Short-term traders base the success of their business on the peaks and the drops in the cryptocurrency market and crypto calendars, attracting negative attitude from the crypto community.

The cryptocurrency market depends on the industry events – prices and trading volumes tend to spike up following the good news related to a specific cryptocurrency, a new launch of a product or services, as well as global blockchain gatherings. Prices and trading volumes mark a drop down when there is an adverse event – like an attack or a security break announcement.

Short-term traders have been a hot discussion point during the Consensus 2018 meeting in May 2018. Crypto coins holders argued that short traders use the hype related to an event or product/service launch to make fiat money, which is not supposed to be the only purpose of the cryptocurrencies.

The crypto community advocate for a fast and straightforward coin exchanging process, free of any risks related to short traders slumping the coins prices hours after an event in the crypto world.

Jim Stokes, a British self-employed financial analyst, compares cryptocurrencies market to a passenger train: “You jump on board when the train is at the station. Then it quickly gets up to optimal running speeds, until another train station arrives. And so on, and so on. The trick is to get at the right time.”

Crypto calendars, such as cryptomarketcal.com are community-driven – users vote for the legitimacy of the event, and the event’s creators might as well be rewarded directly in their wallets.
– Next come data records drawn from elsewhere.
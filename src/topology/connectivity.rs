//! The inter-tree connectivity store.
//!
//! A [`Connectivity`] holds the complete static topology of a forest of
//! octrees as parallel fixed-stride arrays plus offset-delimited slices:
//!
//! - `tree_to_vertex`: 8 vertex indices per tree, in z-order.
//! - `tree_to_tree` / `tree_to_face`: 6 entries per tree in face order
//!   -x, +x, -y, +y, -z, +z. A face code `c` names the neighbor face
//!   `c % 6` and the face orientation `c / 6`. A face without a neighbor
//!   points to its own tree and face with orientation 0.
//! - `tree_to_edge` / `tree_to_corner`: the global edge/corner index of each
//!   local entity, or `-1` when no other tree shares it.
//! - `ett_offset` delimits, per global edge, a slice of `edge_to_tree` and
//!   `edge_to_edge` (codes 0..24: `code % 12` is the local edge,
//!   `code >= 12` marks the opposite direction). Corners are analogous with
//!   `ctt_offset`, `corner_to_tree`, `corner_to_corner`.
//!
//! The store owns all of its arrays; resolvers hand out plain values,
//! never references into the arrays. A built store is immutable except for
//! attribute toggling and completion, so it can be shared freely for
//! concurrent reads.

use std::fmt;
use std::ops::Range;

use serde::{Deserialize, Serialize};

use crate::debug_invariants::DebugInvariants;
use crate::forest_error::ForestError;
use crate::topology::tables::{CHILDREN, DIM, EDGES, FACES};
use crate::topology::validation;

/// Index of a tree, vertex, or global edge/corner. Fits the persisted
/// 32-bit width; `-1` is the "no adjacency" sentinel.
pub type TopIdx = i32;

/// Sentinel stored in `tree_to_edge` / `tree_to_corner` for unshared entities.
pub const NO_ENTITY: TopIdx = -1;

/// Which tree boundary entities count as adjacency for higher layers.
#[derive(Debug, Clone, Copy, PartialEq, Eq, Hash, Default, Serialize, Deserialize)]
pub enum ConnectType {
    /// Entities are adjacent if they share a face.
    Face,
    /// Entities are adjacent if they share a face or an edge.
    #[default]
    Edge,
    /// Entities are adjacent if they share a face, an edge, or a corner.
    Corner,
}
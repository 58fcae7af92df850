//! Invariant hooks run after every mutation point of a store
//! (construction, attribute toggling, completion).

use crate::forest_error::ForestError;

/// Structures whose invariants can be checked on demand.
pub trait DebugInvariants {
    /// Validate invariants and return the first violation.
    fn validate_invariants(&self) -> Result<(), ForestError>;

    /// Panic on the first violation when invariant checking is compiled in;
    /// a no-op in plain release builds.
    fn debug_assert_invariants(&self) {
        crate::debug_invariants!(self.validate_invariants(), "connectivity");
    }
}

/// Run a fallible check and panic with context on error, but only in debug
/// builds or with `strict-invariants` / `check-invariants` enabled.
#[macro_export]
macro_rules! debug_invariants {
    ($expr:expr, $($ctx:tt)*) => {
        #[cfg(any(debug_assertions, feature = "strict-invariants", feature = "check-invariants"))]
        if let Err(e) = $expr {
            panic!(concat!("[invariants] ", $($ctx)*, ": {}"), e);
        }
    };
}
The migration of TRON’s ERC20 tokens on the freshly released TRX blockchain, free of Ethereum, is one of the latest event examples of how crypto traders use calendars. Tron’s exchange price increased three days before the migration from $0,40 to $0,50. However, trading volumes decreased right before the price, forcing it to fall to a steady $0,41.

Coins owners are strongly advised to follow crypto calendars to protect their investments and trade them carefully on exchange platforms. The topic of short-term traders remains an open discussion for the industry, perhaps a set of industry regulations could protect coin holders.